Uluslararası bir araştırma ekibi ise bu sorunun üstesinden gelerek bitkilerde altın hasatı yapılabileceğini düşünüyor. Bitkilerden altın elde etmek için çalışan ekipte yer alan Yeni Zelanda’nın Massey Üniversitesi’nden coğrafya kimyacısı Chris Anderson, “Belli kimyasal şartlar altında, altının çözünürlüğü sağlanabilir” dedi.
BİTKİDEN ALTIN HASATI
Bitkilerden altın elde edilmesi için uzun yıllardır araştırma yapan Anderson, 15 yıl önce yaptığı deneyde, altın parçacıkları içeren kimyasal olarak müdahale edilen topraktan, hardal bitkisinin altını çekebildiğini göstermişti.
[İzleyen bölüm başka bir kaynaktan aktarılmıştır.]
//! Joins candidate devices with their marketplace listings.

use std::time::Duration;
use tokio::time::sleep;

use crate::domain::models::{DeviceRecord, ResultRow};
use crate::error::Result;
use crate::service::marketplace::ListingSource;

/// Delay between successive device lookups, as a courtesy to the
/// marketplace. Not a backoff mechanism.
pub const PACING_DELAY: Duration = Duration::from_secs(2);

/// For each candidate in catalog order: derive the search query, fetch
/// its listings, and emit one row per surviving listing together with
/// the device's OS-support snapshot. A device with zero listings
/// contributes zero rows. A network failure aborts the remaining run.
pub async fn aggregate<S: ListingSource>(
    candidates: &[DeviceRecord],
    source: &S,
    pacing: Duration,
) -> Result<Vec<ResultRow>> {
    let mut rows = Vec::new();

    for device in candidates {
        let device_name = device.search_query();
        log::info!("[AGGREGATE] Searching listings for {}", device_name);

        let listings = source.fetch_listings(&device_name).await?;
        for listing in listings {
            rows.push(ResultRow {
                device: device_name.clone(),
                listing,
                os_support: device.os_support,
            });
        }

        sleep(pacing).await;
    }

    log::info!(
        "[AGGREGATE] {} rows across {} devices",
        rows.len(),
        candidates.len()
    );
    Ok(rows)
}
pub mod models;
//! Device catalog loaded from the reference CSV.

use serde::Deserialize;
use std::path::Path;

use crate::domain::models::{DeviceRecord, OsSupport, SearchCriterion};
use crate::error::{AppError, Result};

pub const CATALOG_FILE: &str = "Privacydevicelist.csv";

/// The affirmative marker used by the catalog's support columns.
const SUPPORTED: &str = "Y";

#[derive(Debug, Deserialize)]
struct CatalogRow {
    #[serde(rename = "Make")]
    make: String,
    #[serde(rename = "Model")]
    model: String,
    #[serde(rename = "GrapheneOS")]
    graphene: String,
    #[serde(rename = "CalyxOS")]
    calyx: String,
    #[serde(rename = "eOS")]
    eos: String,
    #[serde(rename = "LineageOS")]
    lineage: String,
}

impl From<CatalogRow> for DeviceRecord {
    fn from(row: CatalogRow) -> Self {
        DeviceRecord {
            make: row.make,
            model: row.model,
            os_support: OsSupport {
                graphene: row.graphene == SUPPORTED,
                calyx: row.calyx == SUPPORTED,
                eos: row.eos == SUPPORTED,
                lineage: row.lineage == SUPPORTED,
            },
        }
    }
}

/// The full reference catalog, in file order.
#[derive(Debug, Clone)]
pub struct Catalog {
    devices: Vec<DeviceRecord>,
}

impl Catalog {
    /// Load the catalog from `path`. A missing file is fatal with no
    /// partial output; so is a malformed row.
    pub fn load(path: &Path) -> Result<Self> {
        if !path.exists() {
            return Err(AppError::CatalogNotFound(path.to_path_buf()));
        }

        let mut reader = csv::Reader::from_path(path)?;
        let mut devices = Vec::new();
        for row in reader.deserialize::<CatalogRow>() {
            devices.push(row?.into());
        }
        log::info!("[CATALOG] Loaded {} devices from {}", devices.len(), path.display());
        Ok(Self { devices })
    }

    pub fn from_devices(devices: Vec<DeviceRecord>) -> Self {
        Self { devices }
    }

    pub fn len(&self) -> usize {
        self.devices.len()
    }

    pub fn is_empty(&self) -> bool {
        self.devices.is_empty()
    }

    /// Select the candidate devices for one run, preserving catalog order.
    pub fn select_candidates(&self, criterion: &SearchCriterion) -> Vec<DeviceRecord> {
        self.devices
            .iter()
            .filter(|device| match criterion {
                SearchCriterion::Os(os) => device.os_support.supports(*os),
                SearchCriterion::Brand(brand) => contains_ignore_case(&device.make, brand),
                SearchCriterion::Model(model) => contains_ignore_case(&device.model, model),
            })
            .cloned()
            .collect()
    }
}

fn contains_ignore_case(haystack: &str, needle: &str) -> bool {
    haystack.to_lowercase().contains(&needle.to_lowercase())
}
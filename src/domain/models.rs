//! Domain entities - behavior lives WITH data

use std::fmt;
use std::str::FromStr;

use crate::error::AppError;

// ====== Enums ======

/// The custom operating systems the catalog tracks support for.
#[derive(Debug, Clone, Copy, PartialEq, Eq, serde::Serialize)]
pub enum OsName {
    GrapheneOs,
    CalyxOs,
    EOs,
    LineageOs,
}

impl OsName {
    pub const ALL: [OsName; 4] = [
        OsName::GrapheneOs,
        OsName::CalyxOs,
        OsName::EOs,
        OsName::LineageOs,
    ];

    /// The catalog column name for this OS.
    pub fn as_str(&self) -> &'static str {
        match self {
            OsName::GrapheneOs => "GrapheneOS",
            OsName::CalyxOs => "CalyxOS",
            OsName::EOs => "eOS",
            OsName::LineageOs => "LineageOS",
        }
    }
}

impl FromStr for OsName {
    type Err = AppError;

    /// Accepts the four catalog column names, ignoring case.
    /// Anything else is a user-input error, not a zero-match search.
    fn from_str(s: &str) -> Result<Self, Self::Err> {
        OsName::ALL
            .into_iter()
            .find(|os| os.as_str().eq_ignore_ascii_case(s.trim()))
            .ok_or_else(|| AppError::InvalidOsName(s.trim().to_string()))
    }
}

impl fmt::Display for OsName {
    fn fmt(&self, f: &mut fmt::Formatter<'_>) -> fmt::Result {
        f.write_str(self.as_str())
    }
}

/// How the user narrows the catalog down to candidates.
#[derive(Debug, Clone, PartialEq, Eq)]
pub enum SearchCriterion {
    Os(OsName),
    Brand(String),
    Model(String),
}

// ====== Entities ======

/// Per-device support flags, one per `OsName`. Copied into every
/// result row so rows stay self-contained after the catalog is gone.
#[derive(Debug, Clone, Copy, PartialEq, Eq, serde::Serialize)]
pub struct OsSupport {
    pub graphene: bool,
    pub calyx: bool,
    pub eos: bool,
    pub lineage: bool,
}

impl OsSupport {
    pub fn supports(&self, os: OsName) -> bool {
        match os {
            OsName::GrapheneOs => self.graphene,
            OsName::CalyxOs => self.calyx,
            OsName::EOs => self.eos,
            OsName::LineageOs => self.lineage,
        }
    }

    fn flag(supported: bool) -> char {
        if supported {
            'Y'
        } else {
            'N'
        }
    }
}

impl fmt::Display for OsSupport {
    /// Renders in catalog column order, e.g.
    /// `GrapheneOS: Y, CalyxOS: N, eOS: Y, LineageOS: Y`.
    fn fmt(&self, f: &mut fmt::Formatter<'_>) -> fmt::Result {
        let mut first = true;
        for os in OsName::ALL {
            if !first {
                write!(f, ", ")?;
            }
            write!(f, "{}: {}", os, Self::flag(self.supports(os)))?;
            first = false;
        }
        Ok(())
    }
}

/// One row of the reference catalog.
#[derive(Debug, Clone)]
pub struct DeviceRecord {
    pub make: String,
    pub model: String,
    pub os_support: OsSupport,
}

impl DeviceRecord {
    /// The marketplace search query for this device.
    pub fn search_query(&self) -> String {
        format!("{} {}", self.make, self.model)
    }
}

/// A single marketplace search-result entry that survived filtering.
#[derive(Debug, Clone, PartialEq)]
pub struct Listing {
    pub title: String,
    pub price: f64,
    pub link: String,
}

/// The final joined unit: device + listing + OS-support snapshot.
#[derive(Debug, Clone)]
pub struct ResultRow {
    pub device: String,
    pub listing: Listing,
    pub os_support: OsSupport,
}
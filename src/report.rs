//! Result sinks: terminal table and CSV file.
//!
//! Column order is fixed (Device, Title, Price (GBP), eBay Link,
//! OS Support) and must match between the two sinks, since downstream
//! consumers key on it.

use console::style;
use std::io::Write;
use std::path::Path;

use crate::domain::models::ResultRow;
use crate::error::Result;

pub const OUTPUT_FILE: &str = "device_best_prices.csv";

const HEADERS: [&str; 5] = ["Device", "Title", "Price (GBP)", "eBay Link", "OS Support"];

fn row_cells(row: &ResultRow) -> [String; 5] {
    [
        row.device.clone(),
        row.listing.title.clone(),
        format!("{:.2}", row.listing.price),
        row.listing.link.clone(),
        row.os_support.to_string(),
    ]
}

/// Print the result table to `out`, or a "no results" line when empty.
pub fn print_report(out: &mut impl Write, rows: &[ResultRow]) -> Result<()> {
    if rows.is_empty() {
        writeln!(out, "{}", style("No results found.").yellow())?;
        return Ok(());
    }

    let cells: Vec<[String; 5]> = rows.iter().map(row_cells).collect();
    let mut widths: [usize; 5] = HEADERS.map(str::len);
    for row in &cells {
        for (width, cell) in widths.iter_mut().zip(row) {
            *width = (*width).max(cell.len());
        }
    }

    writeln!(out, "\n{}\n", style("Results:").bold())?;
    write_separator(out, &widths)?;
    write_row(out, &widths, &HEADERS.map(String::from))?;
    write_separator(out, &widths)?;
    for row in &cells {
        write_row(out, &widths, row)?;
    }
    write_separator(out, &widths)?;
    Ok(())
}

fn write_separator(out: &mut impl Write, widths: &[usize; 5]) -> std::io::Result<()> {
    for width in widths {
        write!(out, "+{}", "-".repeat(width + 2))?;
    }
    writeln!(out, "+")
}

fn write_row(out: &mut impl Write, widths: &[usize; 5], cells: &[String; 5]) -> std::io::Result<()> {
    for (width, cell) in widths.iter().zip(cells) {
        write!(out, "| {:<width$} ", cell, width = *width)?;
    }
    writeln!(out, "|")
}

/// Write all rows to a CSV file at `path`. The header row is written
/// even when there are no result rows.
pub fn write_csv(path: &Path, rows: &[ResultRow]) -> Result<()> {
    let mut writer = csv::Writer::from_path(path)?;
    writer.write_record(HEADERS)?;
    for row in rows {
        writer.write_record(row_cells(row))?;
    }
    writer.flush()?;
    log::info!("[REPORT] Wrote {} rows to {}", rows.len(), path.display());
    Ok(())
}

#[cfg(test)]
mod tests {
    use super::*;
    use crate::domain::models::{Listing, OsSupport};

    fn sample_row() -> ResultRow {
        ResultRow {
            device: "Google Pixel 7".to_string(),
            listing: Listing {
                title: "Google Pixel 7 128GB".to_string(),
                price: 199.99,
                link: "https://www.ebay.co.uk/itm/1".to_string(),
            },
            os_support: OsSupport {
                graphene: true,
                calyx: false,
                eos: false,
                lineage: true,
            },
        }
    }

    #[test]
    fn test_print_report_renders_all_columns() {
        let mut out = Vec::new();
        print_report(&mut out, &[sample_row()]).unwrap();
        let text = String::from_utf8(out).unwrap();

        for header in HEADERS {
            assert!(text.contains(header), "missing header {:?}", header);
        }
        assert!(text.contains("Google Pixel 7 128GB"));
        assert!(text.contains("199.99"));
        assert!(text.contains("GrapheneOS: Y"));
    }

    #[test]
    fn test_print_report_empty_says_no_results() {
        let mut out = Vec::new();
        print_report(&mut out, &[]).unwrap();
        let text = String::from_utf8(out).unwrap();

        assert!(text.contains("No results found."));
        assert!(!text.contains("Device"));
    }

    #[test]
    fn test_write_csv_rows_and_column_order() {
        let dir = tempfile::tempdir().unwrap();
        let path = dir.path().join(OUTPUT_FILE);
        write_csv(&path, &[sample_row()]).unwrap();

        let content = std::fs::read_to_string(&path).unwrap();
        let mut lines = content.lines();
        assert_eq!(
            lines.next().unwrap(),
            "Device,Title,Price (GBP),eBay Link,OS Support"
        );
        let row = lines.next().unwrap();
        assert!(row.starts_with("Google Pixel 7,Google Pixel 7 128GB,199.99,"));
        assert!(row.contains("https://www.ebay.co.uk/itm/1"));
    }

    #[test]
    fn test_write_csv_with_no_rows_keeps_header() {
        let dir = tempfile::tempdir().unwrap();
        let path = dir.path().join(OUTPUT_FILE);
        write_csv(&path, &[]).unwrap();

        let content = std::fs::read_to_string(&path).unwrap();
        assert_eq!(
            content.trim_end(),
            "Device,Title,Price (GBP),eBay Link,OS Support"
        );
    }
}
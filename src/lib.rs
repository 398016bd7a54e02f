pub mod catalog;
pub mod domain;
pub mod error;
pub mod extractor;
pub mod filter;
pub mod report;
pub mod service;
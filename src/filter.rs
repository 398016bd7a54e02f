//! Keyword filter for weeding out accessory listings.

/// Substrings that mark a listing as an accessory rather than a device.
pub const EXCLUDE_KEYWORDS: &[&str] = &[
    "case",
    "screen protector",
    "cover",
    "tempered glass",
    "skin",
    "film",
    "charger",
    "cable",
    "adapter",
    "box only",
    "empty box",
    "just box",
    "accessory",
    "accessories",
];

/// True if any exclusion keyword appears anywhere in `text`, ignoring case.
pub fn is_excluded(text: &str) -> bool {
    let text = text.to_lowercase();
    EXCLUDE_KEYWORDS.iter().any(|keyword| text.contains(keyword))
}

#[cfg(test)]
mod tests {
    use super::*;

    #[test]
    fn test_keyword_anywhere_in_text_excludes() {
        assert!(is_excluded("Phone Case for Pixel 7"));
        assert!(is_excluded("USB-C cable 2m"));
        assert!(is_excluded("Pixel 6 box only, no phone"));
    }

    #[test]
    fn test_clean_title_is_not_excluded() {
        assert!(!is_excluded("Google Pixel 7 128GB Obsidian Unlocked"));
        assert!(!is_excluded("Samsung Galaxy S21 5G"));
        assert!(!is_excluded(""));
    }

    #[test]
    fn test_case_invariance() {
        for text in [
            "TEMPERED GLASS for Galaxy S21",
            "Tempered Glass for Galaxy S21",
            "tEmPeReD gLaSs",
        ] {
            assert!(is_excluded(text));
            assert_eq!(is_excluded(text), is_excluded(&text.to_uppercase()));
            assert_eq!(is_excluded(text), is_excluded(&text.to_lowercase()));
        }
    }

    #[test]
    fn test_every_listed_keyword_triggers() {
        for keyword in EXCLUDE_KEYWORDS {
            let text = format!("Pixel 7 {} bundle", keyword);
            assert!(is_excluded(&text), "keyword {:?} should exclude", keyword);
        }
    }
}
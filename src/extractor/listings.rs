//! Pure extraction of marketplace listings from a search-results page.
//!
//! eBay marks each result with an `.s-item` container; title, price and
//! link live in fixed sub-elements. Anything structurally incomplete is
//! dropped here rather than reported upward.

use scraper::{ElementRef, Html, Selector};
use std::sync::OnceLock;
use url::Url;

use crate::domain::models::Listing;
use crate::filter::is_excluded;

/// Extract every valid, non-accessory listing from a search-results page,
/// preserving document order. Links are resolved against `base_url`.
pub fn extract_listings(html: &str, base_url: &Url) -> Vec<Listing> {
    static ITEM: OnceLock<Selector> = OnceLock::new();
    let item_selector = ITEM.get_or_init(|| Selector::parse(".s-item").unwrap());

    let document = Html::parse_document(html);
    document
        .select(item_selector)
        .filter_map(|item| extract_item(item, base_url))
        .collect()
}

fn extract_item(item: ElementRef<'_>, base_url: &Url) -> Option<Listing> {
    static TITLE: OnceLock<Selector> = OnceLock::new();
    static PRICE: OnceLock<Selector> = OnceLock::new();
    static LINK: OnceLock<Selector> = OnceLock::new();
    static SUBTITLE: OnceLock<Selector> = OnceLock::new();
    let title_selector = TITLE.get_or_init(|| Selector::parse(".s-item__title").unwrap());
    let price_selector = PRICE.get_or_init(|| Selector::parse(".s-item__price").unwrap());
    let link_selector = LINK.get_or_init(|| Selector::parse(".s-item__link").unwrap());
    let subtitle_selector = SUBTITLE.get_or_init(|| Selector::parse(".s-item__subtitle").unwrap());

    let title = element_text(item.select(title_selector).next()?);
    let price_text = element_text(item.select(price_selector).next()?);
    let href = item.select(link_selector).next()?.value().attr("href")?;

    // Subtitle is eBay's secondary description line; usually absent.
    let subtitle = item.select(subtitle_selector).next().map(element_text);

    if is_excluded(&title) || subtitle.as_deref().is_some_and(is_excluded) {
        log::debug!("[EXTRACT] Excluded by keyword: {}", title);
        return None;
    }

    let Some(price) = parse_price(&price_text) else {
        log::debug!("[EXTRACT] Unparseable price {:?} for: {}", price_text, title);
        return None;
    };

    let link = base_url.join(href).ok()?;

    Some(Listing {
        title,
        price,
        link: link.to_string(),
    })
}

fn element_text(element: ElementRef<'_>) -> String {
    element.text().collect::<String>().trim().to_string()
}

/// Normalize eBay price text to a number.
///
/// Strips the pound sign (including the `Â£` mojibake eBay pages produce
/// when the body is decoded as Latin-1) and thousands separators, then
/// parses the first whitespace-delimited token. Ranges like
/// `"£90.00 to £120.00"` resolve to the lower bound.
pub fn parse_price(text: &str) -> Option<f64> {
    let cleaned = text.replace("Â£", "").replace('£', "").replace(',', "");
    cleaned.split_whitespace().next()?.parse::<f64>().ok()
}
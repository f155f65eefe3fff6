//! Engine configuration and shared small types

use serde::{Deserialize, Serialize};
use std::time::Duration;

/// What happens when the last track of a playlist finishes naturally
#[derive(Debug, Clone, Copy, PartialEq, Eq, Serialize, Deserialize, Default)]
#[serde(rename_all = "lowercase")]
pub enum CompletionPolicy {
    /// Wrap to the first track and keep playing
    #[default]
    Loop,

    /// Stop on the last track
    Stop,
}

/// Navigation direction for manual slide / track changes
#[derive(Debug, Clone, Copy, PartialEq, Eq, Serialize, Deserialize)]
#[serde(rename_all = "lowercase")]
pub enum Direction {
    /// Towards the end, wrapping to the start
    Forward,

    /// Towards the start, wrapping to the end
    Backward,
}

impl Direction {
    /// Step `index` one place in this direction within `len` entries
    ///
    /// Returns `index` unchanged for empty or single-entry lists.
    pub fn step(self, index: usize, len: usize) -> usize {
        if len <= 1 {
            return index.min(len.saturating_sub(1));
        }
        match self {
            Direction::Forward => (index + 1) % len,
            Direction::Backward => (index + len - 1) % len,
        }
    }
}

/// Seek target, either absolute or relative to the track duration
#[derive(Debug, Clone, Copy, PartialEq, Serialize, Deserialize)]
pub enum SeekTarget {
    /// Absolute position in seconds
    Seconds(f64),

    /// Fraction of the duration, 0.0 to 1.0
    Fraction(f64),
}

/// Configuration for the playback engine
#[derive(Debug, Clone, PartialEq, Serialize, Deserialize)]
#[serde(default)]
pub struct EngineConfig {
    /// Length of an anonymous preview in seconds (default: 30)
    pub preview_seconds: u32,

    /// Slideshow autoplay interval in milliseconds (default: 3000)
    pub slideshow_interval_ms: u64,

    /// Start slideshow autoplay on grant (default: true)
    pub slideshow_autoplay: bool,

    /// Start the first track as soon as it has loaded (default: false)
    pub playlist_autoplay: bool,

    /// Behavior at the end of a playlist (default: Loop)
    pub completion: CompletionPolicy,

    /// Skip tracks that cannot be played (default: true)
    pub skip_unplayable: bool,

    /// Runtime scheduler resolution in milliseconds (default: 100)
    pub tick_resolution_ms: u64,

    /// Capacity of the runtime event broadcast (default: 256)
    pub event_buffer: usize,
}

impl Default for EngineConfig {
    fn default() -> Self {
        Self {
            preview_seconds: 30,
            slideshow_interval_ms: 3000,
            slideshow_autoplay: true,
            playlist_autoplay: false,
            completion: CompletionPolicy::Loop,
            skip_unplayable: true,
            tick_resolution_ms: 100,
            event_buffer: 256,
        }
    }
}

impl EngineConfig {
    /// Slideshow interval as a `Duration`
    pub fn slideshow_interval(&self) -> Duration {
        Duration::from_millis(self.slideshow_interval_ms)
    }

    /// Scheduler resolution as a `Duration`
    pub fn tick_resolution(&self) -> Duration {
        Duration::from_millis(self.tick_resolution_ms)
    }

    /// Validate configuration values
    pub fn validate(&self) -> std::result::Result<(), String> {
        if self.preview_seconds == 0 {
            return Err("preview_seconds must be at least 1".to_string());
        }
        if self.slideshow_interval_ms == 0 {
            return Err("slideshow_interval_ms must be greater than 0".to_string());
        }
        if self.tick_resolution_ms == 0 || self.tick_resolution_ms > 1000 {
            return Err("tick_resolution_ms must be between 1 and 1000".to_string());
        }
        if self.event_buffer == 0 {
            return Err("event_buffer must be greater than 0".to_string());
        }
        Ok(())
    }
}

#[cfg(test)]
mod tests {
    use super::*;

    #[test]
    fn default_config() {
        let config = EngineConfig::default();
        assert_eq!(config.preview_seconds, 30);
        assert_eq!(config.slideshow_interval(), Duration::from_secs(3));
        assert_eq!(config.completion, CompletionPolicy::Loop);
        assert!(config.skip_unplayable);
        assert!(config.validate().is_ok());
    }

    #[test]
    fn validate_rejects_zero_values() {
        let config = EngineConfig {
            preview_seconds: 0,
            ..EngineConfig::default()
        };
        assert!(config.validate().is_err());

        let config = EngineConfig {
            slideshow_interval_ms: 0,
            ..EngineConfig::default()
        };
        assert!(config.validate().is_err());
    }

    #[test]
    fn partial_config_uses_defaults() {
        let config: EngineConfig =
            serde_json::from_str(r#"{"preview_seconds": 10, "completion": "stop"}"#).unwrap();
        assert_eq!(config.preview_seconds, 10);
        assert_eq!(config.completion, CompletionPolicy::Stop);
        assert_eq!(config.slideshow_interval_ms, 3000);
    }

    #[test]
    fn direction_wraps_both_ways() {
        assert_eq!(Direction::Forward.step(2, 3), 0);
        assert_eq!(Direction::Backward.step(0, 3), 2);
        assert_eq!(Direction::Forward.step(0, 1), 0);
        assert_eq!(Direction::Backward.step(0, 0), 0);
    }
}
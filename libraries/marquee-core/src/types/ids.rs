//! ID types for Marquee catalog entities
use serde::{Deserialize, Serialize};
use std::fmt;

/// Content item identifier (playlist or slideshow)
#[derive(Debug, Clone, PartialEq, Eq, Hash, Serialize, Deserialize)]
#[serde(transparent)]
pub struct ContentId(String);

impl ContentId {
    /// Create a new content ID
    pub fn new(id: impl Into<String>) -> Self {
        Self(id.into())
    }

    /// Get the inner string
    pub fn as_str(&self) -> &str {
        &self.0
    }
}

impl fmt::Display for ContentId {
    fn fmt(&self, f: &mut fmt::Formatter<'_>) -> fmt::Result {
        write!(f, "{}", self.0)
    }
}

/// Track identifier
#[derive(Debug, Clone, PartialEq, Eq, Hash, Serialize, Deserialize)]
#[serde(transparent)]
pub struct TrackId(String);

impl TrackId {
    /// Create a new track ID
    pub fn new(id: impl Into<String>) -> Self {
        Self(id.into())
    }

    /// Get the inner string
    pub fn as_str(&self) -> &str {
        &self.0
    }
}

impl fmt::Display for TrackId {
    fn fmt(&self, f: &mut fmt::Formatter<'_>) -> fmt::Result {
        write!(f, "{}", self.0)
    }
}

/// Slide identifier
#[derive(Debug, Clone, PartialEq, Eq, Hash, Serialize, Deserialize)]
#[serde(transparent)]
pub struct SlideId(String);

impl SlideId {
    /// Create a new slide ID
    pub fn new(id: impl Into<String>) -> Self {
        Self(id.into())
    }

    /// Get the inner string
    pub fn as_str(&self) -> &str {
        &self.0
    }
}

impl fmt::Display for SlideId {
    fn fmt(&self, f: &mut fmt::Formatter<'_>) -> fmt::Result {
        write!(f, "{}", self.0)
    }
}

#[cfg(test)]
mod tests {
    use super::*;

    #[test]
    fn track_id_from_string() {
        let id = TrackId::new("track-123");
        assert_eq!(id.as_str(), "track-123");
    }

    #[test]
    fn slide_id_display() {
        let id = SlideId::new("slide-456");
        assert_eq!(format!("{}", id), "slide-456");
    }

    #[test]
    fn ids_serialize_transparently() {
        let id = ContentId::new("playlist-1");
        assert_eq!(serde_json::to_string(&id).unwrap(), "\"playlist-1\"");
    }
}
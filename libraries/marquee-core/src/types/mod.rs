mod content;
mod ids;
mod media;

pub use content::{ContentBody, ContentItem, ContentKind, Slide, Track};
pub use ids::{ContentId, SlideId, TrackId};
pub use media::MediaCategory;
Anderson’un geliştirmek istediği yöntem şu şekilde çalışıyor:
Toprak üzerinde yaprak yoğunluğu fazla olan hardal bitkisi, ayçiçeği veya tütün gibi hızlı büyüyen bir bitki seçiliyor. Bitki, altın parçacıkları içeren toprağa ekiliyor.
bilim insanları, bu tür bölgeler için eski altın madenlerini çevreleyen alanları ideal olarak gösteriyor. Geleneksel madencilik, altını kaya ve topraktaki diğer minerallerden yüzde 100 ayıramıyor. Ancak bitkiler tam olgunluğuna eriştiğinde, altını çözebilecekleri kimyasala maruz bırakılırsa, bitki topraktan çektiği altını yapraklarındaki gözeneklerde suyla birlikte ortaya çıkarıyor. Ardından, hasat işlemi başlıyor.
Anderson, her ne kadar ilk aşama daha zor görünse de, bitkinin altını çekmesinin kolay, hasatın ise zor kısım olduğunu belirtti:
“Altın, kültür bitkilerinde farklı tepki verir. Eğer bitkiler yakılırsa, altının bir kısmı küle yapışık kalır, diğer kısmı ise yok olur. Külü işlemek çok zor olduğu gibi, nakliyatı çok tehlikeli olan güçlü asitlerin kullanılmasını gerektirir... Bitkilerde bulunan altın, nanoparçacık düzeyindedir. Bu durum, kimya sanayisi için büyük bir potansiyel sunabilir” dedi.
MADENLERİ TEMİZLEYECEK
Altın hasatı, önünde uzun bir yol olsa bile bir gün bitkilerden altın elde edilmesini sağlayabilir. Yine de Anderson bu konuda fazla ümitli olunmaması gerektiğini belirtti.
Bitkilerden altın elde etmenin geleneksel madenciliğin yerini almayacağını belirten Anderson, “Bu yöntemin sakladığı değer, kirli maden bölgelerini temizleyebilecek olması” dedi.
Bitkilerin topraktan altın çekmesini sağlayuan kimyasallar, aynı zamanda topraktaki zehirli elementler olan cıva, arsenik ve bakırın da emilmesine imkan verecek. Maden atıklarında yer alan bu metaller, insanlara ve doğaya olumsuz etkide bulunuyor.
Anderson, ‘madenleri temizleyerek aynı zamanda bu işlemden para kazanabilmeleri halinde iyi bir iş başaracaklarını’ belirtti. Anderson ve ekibi, Endonezya’da altın hasatı yöntemini geliştirmek için çalışmalara devam ediyor.
Öte yandan, bazı bilim insaları altın hasatının çevresel riskler sakladığını belirtti. Madencilerin kayalardan altın elde etmek için kullandığı siyanür ve tiyosiyanat, aynı zamanda bitkilerin altını çözebilmesi için kullanılmalı.
ABD’nin Georgia Üniversitesi’nden Scott Angle, “Altın hasatı sürecinin kendisi çevresel risklere neden olabilir” dedi.